● YOUR INSTRUCTIONS
Reproduce the entries from their first line up to and including the line with "use axum::Router;". Leave out everything after it.
▼
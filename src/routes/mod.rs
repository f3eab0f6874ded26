//! Route tables and the assembled application router.

mod common;
mod plants;

pub use common::common_routes_with_ready;
pub use plants::plant_routes;

use crate::state::AppState;
use axum::extract::DefaultBodyLimit;
use axum::Router;
use tower_http::trace::TraceLayer;

/// Plant routes plus health/readiness/version, with request tracing and a body size cap.
/// The cap is enforced by the body extractor, so an oversized write fails like any other bad body.
pub fn app(state: AppState, body_limit_bytes: usize) -> Router {
    Router::new()
        .merge(common_routes_with_ready(state.clone()))
        .merge(plant_routes(state))
        .layer(DefaultBodyLimit::max(body_limit_bytes))
        .layer(TraceLayer::new_for_http())
}
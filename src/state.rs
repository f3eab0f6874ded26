//! Shared application state for all routes.

use crate::config::ErrorDetail;
use crate::repository::PlantRepository;
use std::sync::Arc;

#[derive(Clone)]
pub struct AppState {
    pub plants: Arc<dyn PlantRepository>,
    pub error_detail: ErrorDetail,
}

impl AppState {
    pub fn new(plants: Arc<dyn PlantRepository>, error_detail: ErrorDetail) -> Self {
        AppState { plants, error_detail }
    }
}
//! Plant API server: reads config from the environment, ensures the plants table, serves until Ctrl-C.

use plant_api::{app, connect, ensure_plants_table, AppState, Config, SqlitePlantRepository};
use std::sync::Arc;
use tokio::net::TcpListener;

#[tokio::main]
async fn main() -> Result<(), Box<dyn std::error::Error>> {
    dotenvy::dotenv().ok();
    tracing_subscriber::fmt()
        .with_env_filter(
            tracing_subscriber::EnvFilter::try_from_default_env()
                .unwrap_or_else(|_| tracing_subscriber::EnvFilter::new("plant_api=info,tower_http=info")),
        )
        .init();

    let config = Config::from_env()?;
    let pool = connect(&config).await?;
    ensure_plants_table(&pool).await?;

    let repository = SqlitePlantRepository::new(pool);
    let state = AppState::new(Arc::new(repository), config.error_detail);
    let router = app(state, config.body_limit_bytes);

    let listener = TcpListener::bind(config.bind_addr).await?;
    tracing::info!("listening on {}", listener.local_addr()?);
    axum::serve(listener, router)
        .with_graceful_shutdown(shutdown_signal())
        .await?;
    tracing::info!("server stopped");
    Ok(())
}

async fn shutdown_signal() {
    if let Err(e) = tokio::signal::ctrl_c().await {
        tracing::error!(error = %e, "failed to listen for shutdown signal");
        std::future::pending::<()>().await;
    }
}
//! SQLite pool setup and `plants` table DDL.

use crate::config::Config;
use crate::error::AppError;
use sqlx::sqlite::{SqliteConnectOptions, SqlitePoolOptions};
use sqlx::SqlitePool;
use std::str::FromStr;

/// Open the pool, creating the database file if it does not exist yet.
pub async fn connect(config: &Config) -> Result<SqlitePool, AppError> {
    let options = SqliteConnectOptions::from_str(&config.database_url)?
        .create_if_missing(true)
        .foreign_keys(true);
    let pool = SqlitePoolOptions::new()
        .max_connections(config.max_connections)
        .connect_with(options)
        .await?;
    tracing::info!(url = %config.database_url, "connected to database");
    Ok(pool)
}

/// Create the `plants` table if missing. AUTOINCREMENT keeps deleted ids from being handed out again.
pub async fn ensure_plants_table(pool: &SqlitePool) -> Result<(), AppError> {
    let ddl = r#"
        CREATE TABLE IF NOT EXISTS plants (
            id INTEGER PRIMARY KEY AUTOINCREMENT,
            name TEXT,
            image TEXT,
            price REAL
        )
    "#;
    sqlx::query(ddl).execute(pool).await?;
    Ok(())
}
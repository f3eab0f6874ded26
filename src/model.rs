//! Plant record and the write payloads built from request bodies.

use crate::error::AppError;
use serde::{Deserialize, Serialize};
use serde_json::{Map, Value};

/// Fields a PATCH may assign. `id` is immutable.
pub const MUTABLE_FIELDS: &[&str] = &["name", "image", "price"];

/// One row of the `plants` table. Serializes to the API representation.
#[derive(Debug, Clone, PartialEq, Serialize, Deserialize, sqlx::FromRow)]
pub struct Plant {
    pub id: i64,
    pub name: Option<String>,
    pub image: Option<String>,
    pub price: Option<f64>,
}

impl Plant {
    /// Assign every field present in the patch; absent fields are untouched.
    pub fn apply(&mut self, patch: &PlantPatch) {
        if let Some(name) = &patch.name {
            self.name = name.clone();
        }
        if let Some(image) = &patch.image {
            self.image = image.clone();
        }
        if let Some(price) = patch.price {
            self.price = price;
        }
    }
}

/// Fields for a new row. Missing keys are stored as null.
#[derive(Debug, Clone, Default, PartialEq)]
pub struct NewPlant {
    pub name: Option<String>,
    pub image: Option<String>,
    pub price: Option<f64>,
}

impl NewPlant {
    /// Read `name`, `image` and `price`; any other key is ignored.
    pub fn from_body(body: &Map<String, Value>) -> Result<Self, AppError> {
        Ok(NewPlant {
            name: text_field(body, "name")?.flatten(),
            image: text_field(body, "image")?.flatten(),
            price: number_field(body, "price")?.flatten(),
        })
    }
}

/// Partial update. The outer `Option` is presence in the body, the inner one is the value (null clears).
#[derive(Debug, Clone, Default, PartialEq)]
pub struct PlantPatch {
    pub name: Option<Option<String>>,
    pub image: Option<Option<String>>,
    pub price: Option<Option<f64>>,
}

impl PlantPatch {
    /// Every key must name a mutable field.
    pub fn from_body(body: &Map<String, Value>) -> Result<Self, AppError> {
        if let Some(key) = body.keys().find(|k| !MUTABLE_FIELDS.contains(&k.as_str())) {
            return Err(if key == "id" {
                AppError::Validation("id is immutable".into())
            } else {
                AppError::Validation(format!("plant has no attribute '{}'", key))
            });
        }
        Ok(PlantPatch {
            name: text_field(body, "name")?,
            image: text_field(body, "image")?,
            price: number_field(body, "price")?,
        })
    }

    pub fn is_empty(&self) -> bool {
        self.name.is_none() && self.image.is_none() && self.price.is_none()
    }
}

fn text_field(body: &Map<String, Value>, field: &'static str) -> Result<Option<Option<String>>, AppError> {
    match body.get(field) {
        None => Ok(None),
        Some(Value::Null) => Ok(Some(None)),
        Some(Value::String(s)) => Ok(Some(Some(s.clone()))),
        Some(_) => Err(AppError::TypeMismatch {
            field,
            expected: "a string",
        }),
    }
}

fn number_field(body: &Map<String, Value>, field: &'static str) -> Result<Option<Option<f64>>, AppError> {
    match body.get(field) {
        None => Ok(None),
        Some(Value::Null) => Ok(Some(None)),
        Some(Value::Number(n)) => n.as_f64().map(|f| Some(Some(f))).ok_or(AppError::TypeMismatch {
            field,
            expected: "a number",
        }),
        Some(_) => Err(AppError::TypeMismatch {
            field,
            expected: "a number",
        }),
    }
}

#[cfg(test)]
mod tests {
    use super::*;
    use serde_json::json;

    fn object(v: Value) -> Map<String, Value> {
        match v {
            Value::Object(m) => m,
            _ => panic!("not an object"),
        }
    }

    #[test]
    fn plant_serializes_with_all_four_fields() {
        let plant = Plant {
            id: 1,
            name: Some("Fern".into()),
            image: None,
            price: Some(12.5),
        };
        assert_eq!(
            serde_json::to_value(&plant).unwrap(),
            json!({"id": 1, "name": "Fern", "image": null, "price": 12.5})
        );
    }

    #[test]
    fn new_plant_ignores_extra_keys_and_nulls_missing_ones() {
        let body = object(json!({"name": "Fern", "colour": "green"}));
        let new = NewPlant::from_body(&body).unwrap();
        assert_eq!(
            new,
            NewPlant {
                name: Some("Fern".into()),
                image: None,
                price: None,
            }
        );
    }

    #[test]
    fn new_plant_rejects_wrong_types() {
        let err = NewPlant::from_body(&object(json!({"price": "cheap"}))).unwrap_err();
        assert!(matches!(err, AppError::TypeMismatch { field: "price", .. }));

        let err = NewPlant::from_body(&object(json!({"name": 7}))).unwrap_err();
        assert!(matches!(err, AppError::TypeMismatch { field: "name", .. }));
    }

    #[test]
    fn integer_prices_are_accepted() {
        let new = NewPlant::from_body(&object(json!({"price": 12}))).unwrap();
        assert_eq!(new.price, Some(12.0));
    }

    #[test]
    fn patch_allows_only_mutable_fields() {
        let err = PlantPatch::from_body(&object(json!({"id": 5}))).unwrap_err();
        assert!(matches!(err, AppError::Validation(_)));

        let err = PlantPatch::from_body(&object(json!({"price": 1.0, "height": 3}))).unwrap_err();
        assert_eq!(err.to_string(), "plant has no attribute 'height'");
    }

    #[test]
    fn patch_applies_present_fields_only() {
        let mut plant = Plant {
            id: 1,
            name: Some("Fern".into()),
            image: Some("fern.jpg".into()),
            price: Some(12.5),
        };
        let patch = PlantPatch::from_body(&object(json!({"price": 15.0, "image": null}))).unwrap();
        plant.apply(&patch);
        assert_eq!(plant.name.as_deref(), Some("Fern"));
        assert_eq!(plant.image, None);
        assert_eq!(plant.price, Some(15.0));
    }

    #[test]
    fn empty_patch_is_a_no_op() {
        let patch = PlantPatch::from_body(&Map::new()).unwrap();
        assert!(patch.is_empty());
        let before = Plant {
            id: 3,
            name: None,
            image: None,
            price: Some(1.0),
        };
        let mut after = before.clone();
        after.apply(&patch);
        assert_eq!(before, after);
    }
}
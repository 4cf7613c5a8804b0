use chrono::{DateTime, Utc};
use serde::{Deserialize, Serialize};
use uuid::Uuid;

/// Lifecycle of a persisted scheduling task. Transitions are one-way:
/// PENDING → PROCESSING → COMPLETED | FAILED.
#[derive(Debug, Clone, Copy, PartialEq, Eq, Serialize, Deserialize)]
#[serde(rename_all = "SCREAMING_SNAKE_CASE")]
pub enum TaskStatus {
    Pending,
    Processing,
    Completed,
    Failed,
}

impl TaskStatus {
    pub fn as_str(self) -> &'static str {
        match self {
            Self::Pending => "PENDING",
            Self::Processing => "PROCESSING",
            Self::Completed => "COMPLETED",
            Self::Failed => "FAILED",
        }
    }

    pub fn parse(value: &str) -> Option<Self> {
        match value {
            "PENDING" => Some(Self::Pending),
            "PROCESSING" => Some(Self::Processing),
            "COMPLETED" => Some(Self::Completed),
            "FAILED" => Some(Self::Failed),
            _ => None,
        }
    }

    pub fn is_terminal(self) -> bool {
        matches!(self, Self::Completed | Self::Failed)
    }
}

/// Task state as returned to polling clients.
#[derive(Debug, Clone, Serialize, Deserialize)]
#[serde(rename_all = "camelCase")]
pub struct TaskResponse {
    pub task_id: Uuid,
    pub status: TaskStatus,
    pub created_at: DateTime<Utc>,
    pub updated_at: DateTime<Utc>,
    #[serde(skip_serializing_if = "Option::is_none")]
    pub result: Option<serde_json::Value>,
    #[serde(skip_serializing_if = "Option::is_none")]
    pub error: Option<String>,
}

#[derive(Debug, Clone, Serialize, Deserialize)]
#[serde(rename_all = "camelCase")]
pub struct EnqueuedTask {
    pub task_id: Uuid,
}
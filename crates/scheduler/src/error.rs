use std::{error, fmt};

use directions::DirectionsError;
use utility::timezone::TimeError;

#[derive(Debug, Clone)]
pub enum ScheduleError {
    Time(TimeError),
    Routing(DirectionsError),
    /// the provider answered but found no route between the endpoints
    NoRoute { from: String, to: String },
}

impl error::Error for ScheduleError {}

impl fmt::Display for ScheduleError {
    fn fmt(&self, f: &mut fmt::Formatter) -> fmt::Result {
        match self {
            ScheduleError::Time(why) => write!(f, "{}", why),
            ScheduleError::Routing(why) => write!(f, "{}", why),
            ScheduleError::NoRoute { from, to } => {
                write!(f, "no route from '{}' to '{}'", from, to)
            }
        }
    }
}

impl From<TimeError> for ScheduleError {
    fn from(why: TimeError) -> Self {
        ScheduleError::Time(why)
    }
}

impl From<DirectionsError> for ScheduleError {
    fn from(why: DirectionsError) -> Self {
        ScheduleError::Routing(why)
    }
}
▲
● WRITTEN RESPONSE
filename src/routes/mod.rs
repository f3eab0f6874ded26
//! Route tables and the assembled application router.

mod common;
mod plants;

pub use common::common_routes_with_ready;
pub use plants::plant_routes;

use crate::state::AppState;
use axum::extract::DefaultBodyLimit;
use axum::Router;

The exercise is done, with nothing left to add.